> _ACTIVITY_
Return each line of the material below exactly. Begin at the first and end on the line with "pub struct SessionConfig".

[[ DATA TO EXAMINE open ]]

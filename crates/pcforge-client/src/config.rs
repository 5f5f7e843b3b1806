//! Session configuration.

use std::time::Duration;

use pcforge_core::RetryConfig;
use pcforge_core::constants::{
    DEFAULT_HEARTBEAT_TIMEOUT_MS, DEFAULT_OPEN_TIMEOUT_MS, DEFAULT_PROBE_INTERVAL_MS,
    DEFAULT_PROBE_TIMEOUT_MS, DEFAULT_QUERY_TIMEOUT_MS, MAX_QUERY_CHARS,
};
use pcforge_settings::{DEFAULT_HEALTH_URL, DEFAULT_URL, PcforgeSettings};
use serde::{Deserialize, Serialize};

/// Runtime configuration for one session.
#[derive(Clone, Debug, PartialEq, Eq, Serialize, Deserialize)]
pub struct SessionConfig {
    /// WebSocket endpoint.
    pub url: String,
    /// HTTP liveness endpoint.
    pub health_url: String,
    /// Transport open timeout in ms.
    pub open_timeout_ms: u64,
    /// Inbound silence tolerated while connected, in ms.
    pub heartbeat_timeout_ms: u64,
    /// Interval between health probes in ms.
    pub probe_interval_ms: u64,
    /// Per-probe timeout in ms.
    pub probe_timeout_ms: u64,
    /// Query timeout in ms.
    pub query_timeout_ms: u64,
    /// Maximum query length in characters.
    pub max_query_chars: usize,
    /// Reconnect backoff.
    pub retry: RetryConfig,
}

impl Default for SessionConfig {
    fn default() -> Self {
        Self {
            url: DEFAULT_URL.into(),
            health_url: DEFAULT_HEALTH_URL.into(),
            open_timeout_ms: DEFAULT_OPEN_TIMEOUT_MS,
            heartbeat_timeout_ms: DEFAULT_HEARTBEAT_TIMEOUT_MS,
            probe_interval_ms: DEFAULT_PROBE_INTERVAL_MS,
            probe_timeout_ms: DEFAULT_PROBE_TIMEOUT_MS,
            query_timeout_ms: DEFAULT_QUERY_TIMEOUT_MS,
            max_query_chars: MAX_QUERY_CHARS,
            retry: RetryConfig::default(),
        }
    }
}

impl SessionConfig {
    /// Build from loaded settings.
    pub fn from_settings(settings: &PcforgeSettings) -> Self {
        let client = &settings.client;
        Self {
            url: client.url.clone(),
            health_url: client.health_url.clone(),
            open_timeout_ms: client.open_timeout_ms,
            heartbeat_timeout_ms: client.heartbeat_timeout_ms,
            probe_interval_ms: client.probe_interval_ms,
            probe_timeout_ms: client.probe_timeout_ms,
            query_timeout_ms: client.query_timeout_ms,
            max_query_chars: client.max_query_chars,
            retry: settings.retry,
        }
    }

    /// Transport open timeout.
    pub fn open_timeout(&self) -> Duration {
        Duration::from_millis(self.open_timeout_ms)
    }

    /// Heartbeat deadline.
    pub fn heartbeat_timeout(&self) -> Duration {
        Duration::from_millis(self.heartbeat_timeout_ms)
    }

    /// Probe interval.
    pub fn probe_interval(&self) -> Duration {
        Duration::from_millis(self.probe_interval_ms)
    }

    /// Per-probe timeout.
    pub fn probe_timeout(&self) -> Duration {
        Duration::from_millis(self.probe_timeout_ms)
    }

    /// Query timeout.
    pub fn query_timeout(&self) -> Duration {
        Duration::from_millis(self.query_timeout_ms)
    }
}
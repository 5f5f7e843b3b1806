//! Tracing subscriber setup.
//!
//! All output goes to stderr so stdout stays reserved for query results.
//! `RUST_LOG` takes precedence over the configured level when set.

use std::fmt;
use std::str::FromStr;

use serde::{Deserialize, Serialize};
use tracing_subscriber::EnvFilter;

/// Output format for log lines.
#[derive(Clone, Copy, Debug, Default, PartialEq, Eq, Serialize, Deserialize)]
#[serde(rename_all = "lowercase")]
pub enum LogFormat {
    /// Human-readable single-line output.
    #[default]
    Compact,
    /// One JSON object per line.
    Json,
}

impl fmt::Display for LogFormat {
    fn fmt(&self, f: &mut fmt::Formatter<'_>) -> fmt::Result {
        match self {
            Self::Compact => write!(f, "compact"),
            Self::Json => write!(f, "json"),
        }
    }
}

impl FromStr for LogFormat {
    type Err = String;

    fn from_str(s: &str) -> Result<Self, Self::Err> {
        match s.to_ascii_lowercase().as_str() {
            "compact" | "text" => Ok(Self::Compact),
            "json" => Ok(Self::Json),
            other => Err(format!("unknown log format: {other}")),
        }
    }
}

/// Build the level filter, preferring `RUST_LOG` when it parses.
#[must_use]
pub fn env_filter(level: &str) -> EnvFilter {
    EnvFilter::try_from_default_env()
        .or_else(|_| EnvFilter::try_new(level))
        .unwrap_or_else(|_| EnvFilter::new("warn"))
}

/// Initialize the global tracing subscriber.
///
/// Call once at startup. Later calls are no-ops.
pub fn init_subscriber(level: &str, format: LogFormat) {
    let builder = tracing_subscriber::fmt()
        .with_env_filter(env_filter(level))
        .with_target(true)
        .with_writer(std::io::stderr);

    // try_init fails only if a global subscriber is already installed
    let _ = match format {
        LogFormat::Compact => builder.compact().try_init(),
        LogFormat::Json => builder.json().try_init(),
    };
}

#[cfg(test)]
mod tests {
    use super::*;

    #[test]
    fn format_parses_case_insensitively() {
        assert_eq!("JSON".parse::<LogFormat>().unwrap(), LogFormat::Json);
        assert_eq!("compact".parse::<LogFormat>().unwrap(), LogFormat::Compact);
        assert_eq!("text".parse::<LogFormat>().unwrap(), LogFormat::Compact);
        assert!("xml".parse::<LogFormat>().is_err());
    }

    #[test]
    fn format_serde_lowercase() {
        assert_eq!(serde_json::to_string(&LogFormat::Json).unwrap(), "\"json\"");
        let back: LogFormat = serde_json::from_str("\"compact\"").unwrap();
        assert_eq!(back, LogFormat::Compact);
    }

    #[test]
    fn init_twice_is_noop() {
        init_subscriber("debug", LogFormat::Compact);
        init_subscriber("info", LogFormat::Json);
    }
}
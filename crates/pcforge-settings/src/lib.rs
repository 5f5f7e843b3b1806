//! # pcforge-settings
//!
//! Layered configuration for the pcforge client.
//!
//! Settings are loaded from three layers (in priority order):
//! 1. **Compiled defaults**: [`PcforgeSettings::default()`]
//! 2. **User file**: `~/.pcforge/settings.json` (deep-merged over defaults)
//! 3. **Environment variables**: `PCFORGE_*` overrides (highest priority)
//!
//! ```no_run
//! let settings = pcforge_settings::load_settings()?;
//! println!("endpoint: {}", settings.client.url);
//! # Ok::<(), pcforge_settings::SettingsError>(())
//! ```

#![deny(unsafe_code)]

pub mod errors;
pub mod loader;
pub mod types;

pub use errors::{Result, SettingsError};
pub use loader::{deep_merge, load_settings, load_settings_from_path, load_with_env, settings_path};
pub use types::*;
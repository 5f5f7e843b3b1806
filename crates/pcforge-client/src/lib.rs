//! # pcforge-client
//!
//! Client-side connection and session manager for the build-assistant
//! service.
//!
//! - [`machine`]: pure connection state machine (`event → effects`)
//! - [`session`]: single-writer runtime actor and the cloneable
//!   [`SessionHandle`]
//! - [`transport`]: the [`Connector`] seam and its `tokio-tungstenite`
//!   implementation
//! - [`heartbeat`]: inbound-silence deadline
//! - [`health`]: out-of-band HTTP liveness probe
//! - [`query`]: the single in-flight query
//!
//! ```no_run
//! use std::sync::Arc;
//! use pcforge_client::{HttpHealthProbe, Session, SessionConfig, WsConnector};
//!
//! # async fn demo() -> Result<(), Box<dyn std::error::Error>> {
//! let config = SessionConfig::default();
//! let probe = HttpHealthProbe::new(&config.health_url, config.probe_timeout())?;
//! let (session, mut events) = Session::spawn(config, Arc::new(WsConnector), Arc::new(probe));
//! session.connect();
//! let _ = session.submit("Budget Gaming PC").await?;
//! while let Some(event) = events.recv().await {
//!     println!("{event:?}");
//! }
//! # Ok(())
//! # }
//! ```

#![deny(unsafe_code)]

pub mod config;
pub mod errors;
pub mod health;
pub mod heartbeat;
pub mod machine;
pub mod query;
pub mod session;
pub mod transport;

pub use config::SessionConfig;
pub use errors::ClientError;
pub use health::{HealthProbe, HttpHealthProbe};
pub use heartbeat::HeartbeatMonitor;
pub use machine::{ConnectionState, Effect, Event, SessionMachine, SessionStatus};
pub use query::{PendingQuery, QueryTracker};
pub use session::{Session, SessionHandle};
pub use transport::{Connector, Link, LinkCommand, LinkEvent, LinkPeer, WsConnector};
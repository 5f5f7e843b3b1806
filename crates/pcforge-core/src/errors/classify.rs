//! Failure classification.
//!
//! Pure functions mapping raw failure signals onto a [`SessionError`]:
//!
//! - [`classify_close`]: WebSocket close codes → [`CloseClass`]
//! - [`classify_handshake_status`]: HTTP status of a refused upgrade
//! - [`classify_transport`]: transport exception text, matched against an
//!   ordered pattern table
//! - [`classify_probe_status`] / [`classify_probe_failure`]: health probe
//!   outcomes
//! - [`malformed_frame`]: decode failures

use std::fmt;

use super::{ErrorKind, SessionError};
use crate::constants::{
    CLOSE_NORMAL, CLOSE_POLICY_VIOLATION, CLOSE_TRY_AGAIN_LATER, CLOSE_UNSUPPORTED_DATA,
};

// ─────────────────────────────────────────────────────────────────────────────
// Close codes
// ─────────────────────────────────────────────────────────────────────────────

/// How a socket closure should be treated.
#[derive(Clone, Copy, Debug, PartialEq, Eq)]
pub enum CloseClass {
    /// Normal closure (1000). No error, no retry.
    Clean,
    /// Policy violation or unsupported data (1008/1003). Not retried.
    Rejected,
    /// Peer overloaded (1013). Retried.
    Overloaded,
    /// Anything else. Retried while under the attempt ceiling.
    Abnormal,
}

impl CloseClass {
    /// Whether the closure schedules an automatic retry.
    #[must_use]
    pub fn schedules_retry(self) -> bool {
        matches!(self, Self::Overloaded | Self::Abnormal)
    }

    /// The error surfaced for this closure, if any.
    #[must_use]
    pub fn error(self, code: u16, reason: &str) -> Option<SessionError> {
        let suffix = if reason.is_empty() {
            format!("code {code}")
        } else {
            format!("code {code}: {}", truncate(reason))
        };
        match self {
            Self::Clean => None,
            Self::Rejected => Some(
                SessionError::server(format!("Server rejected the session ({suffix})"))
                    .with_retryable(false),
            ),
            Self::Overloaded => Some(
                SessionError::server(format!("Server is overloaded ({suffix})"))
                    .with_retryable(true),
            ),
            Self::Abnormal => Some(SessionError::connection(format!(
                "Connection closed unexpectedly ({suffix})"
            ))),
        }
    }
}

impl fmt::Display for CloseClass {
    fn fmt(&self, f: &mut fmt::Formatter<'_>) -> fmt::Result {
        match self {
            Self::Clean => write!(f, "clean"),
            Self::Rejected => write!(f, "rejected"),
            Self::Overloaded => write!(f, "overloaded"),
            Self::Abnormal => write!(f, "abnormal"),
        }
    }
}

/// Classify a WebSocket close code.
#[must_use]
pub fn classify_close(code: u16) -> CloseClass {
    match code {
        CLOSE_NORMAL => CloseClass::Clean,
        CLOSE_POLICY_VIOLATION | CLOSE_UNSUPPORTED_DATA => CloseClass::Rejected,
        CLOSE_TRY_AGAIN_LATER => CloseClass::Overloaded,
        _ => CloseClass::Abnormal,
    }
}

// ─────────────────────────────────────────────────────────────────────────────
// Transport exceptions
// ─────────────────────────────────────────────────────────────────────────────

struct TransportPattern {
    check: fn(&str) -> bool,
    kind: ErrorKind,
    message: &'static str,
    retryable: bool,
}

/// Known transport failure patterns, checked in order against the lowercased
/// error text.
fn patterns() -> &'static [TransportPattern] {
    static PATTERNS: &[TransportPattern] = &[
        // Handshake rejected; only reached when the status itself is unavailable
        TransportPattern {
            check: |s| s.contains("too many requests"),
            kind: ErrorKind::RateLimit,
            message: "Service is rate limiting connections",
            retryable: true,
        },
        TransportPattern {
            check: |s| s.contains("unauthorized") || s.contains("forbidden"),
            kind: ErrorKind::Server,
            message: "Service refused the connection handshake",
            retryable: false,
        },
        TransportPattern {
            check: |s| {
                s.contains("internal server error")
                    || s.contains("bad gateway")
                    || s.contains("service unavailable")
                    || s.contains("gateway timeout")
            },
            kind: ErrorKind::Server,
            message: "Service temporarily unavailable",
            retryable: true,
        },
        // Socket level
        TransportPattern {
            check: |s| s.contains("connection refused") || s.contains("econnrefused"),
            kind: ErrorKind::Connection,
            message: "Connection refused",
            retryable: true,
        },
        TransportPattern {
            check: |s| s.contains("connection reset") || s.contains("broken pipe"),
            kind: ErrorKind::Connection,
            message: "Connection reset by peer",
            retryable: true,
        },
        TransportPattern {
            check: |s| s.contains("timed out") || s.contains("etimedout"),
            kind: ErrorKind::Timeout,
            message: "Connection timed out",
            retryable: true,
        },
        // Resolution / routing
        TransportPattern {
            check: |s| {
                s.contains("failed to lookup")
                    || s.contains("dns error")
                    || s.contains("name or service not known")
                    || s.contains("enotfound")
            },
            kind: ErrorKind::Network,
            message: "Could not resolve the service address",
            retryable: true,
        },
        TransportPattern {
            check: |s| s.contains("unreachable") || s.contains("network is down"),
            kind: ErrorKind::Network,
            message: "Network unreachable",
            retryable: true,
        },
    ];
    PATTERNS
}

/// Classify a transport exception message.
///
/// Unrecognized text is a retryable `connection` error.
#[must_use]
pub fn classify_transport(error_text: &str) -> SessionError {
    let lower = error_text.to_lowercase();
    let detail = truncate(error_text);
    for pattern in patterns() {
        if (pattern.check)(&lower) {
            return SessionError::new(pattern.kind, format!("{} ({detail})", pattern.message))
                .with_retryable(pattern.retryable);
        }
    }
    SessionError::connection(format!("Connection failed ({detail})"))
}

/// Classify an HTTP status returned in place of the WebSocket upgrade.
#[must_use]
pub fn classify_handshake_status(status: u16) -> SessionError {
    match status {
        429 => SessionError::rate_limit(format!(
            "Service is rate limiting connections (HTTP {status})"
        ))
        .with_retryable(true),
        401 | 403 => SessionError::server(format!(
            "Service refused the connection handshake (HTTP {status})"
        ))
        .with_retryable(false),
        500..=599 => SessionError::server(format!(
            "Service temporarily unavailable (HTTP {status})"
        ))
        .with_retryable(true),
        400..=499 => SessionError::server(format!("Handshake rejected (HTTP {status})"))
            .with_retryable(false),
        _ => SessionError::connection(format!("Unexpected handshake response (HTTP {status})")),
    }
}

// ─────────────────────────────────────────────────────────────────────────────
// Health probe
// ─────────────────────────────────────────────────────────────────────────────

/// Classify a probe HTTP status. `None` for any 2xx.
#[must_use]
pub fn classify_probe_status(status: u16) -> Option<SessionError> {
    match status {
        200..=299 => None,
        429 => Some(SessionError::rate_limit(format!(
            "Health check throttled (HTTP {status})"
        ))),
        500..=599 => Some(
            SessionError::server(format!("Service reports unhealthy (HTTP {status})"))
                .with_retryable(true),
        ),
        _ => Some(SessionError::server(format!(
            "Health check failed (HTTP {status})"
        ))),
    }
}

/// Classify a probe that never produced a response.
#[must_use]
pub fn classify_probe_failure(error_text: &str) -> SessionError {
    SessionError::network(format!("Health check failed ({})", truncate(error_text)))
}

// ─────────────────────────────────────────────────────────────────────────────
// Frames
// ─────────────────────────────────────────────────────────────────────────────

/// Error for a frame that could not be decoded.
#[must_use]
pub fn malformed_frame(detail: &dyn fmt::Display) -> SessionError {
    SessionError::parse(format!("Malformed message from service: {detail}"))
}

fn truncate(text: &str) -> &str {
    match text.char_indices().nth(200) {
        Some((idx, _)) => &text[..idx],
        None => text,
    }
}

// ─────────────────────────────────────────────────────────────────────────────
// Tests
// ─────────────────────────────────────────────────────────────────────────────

[[ DATA TO EXAMINE closed ]]

> _PROBLEM SOLUTION_
filename crates/pcforge-client/src/config.rs
repository 5f5f7e843b3b1806
//! Session configuration.

use std::time::Duration;

use pcforge_core::RetryConfig;
use pcforge_core::constants::{
    DEFAULT_HEARTBEAT_TIMEOUT_MS, DEFAULT_OPEN_TIMEOUT_MS, DEFAULT_PROBE_INTERVAL_MS,
    DEFAULT_PROBE_TIMEOUT_MS, DEFAULT_QUERY_TIMEOUT_MS, MAX_QUERY_CHARS,
};
use pcforge_settings::{DEFAULT_HEALTH_URL, DEFAULT_URL, PcforgeSettings};
use serde::{Deserialize, Serialize};

/// Runtime configuration for one session.
#[derive(Clone, Debug, PartialEq, Eq, Serialize, Deserialize)]
pub struct SessionConfig {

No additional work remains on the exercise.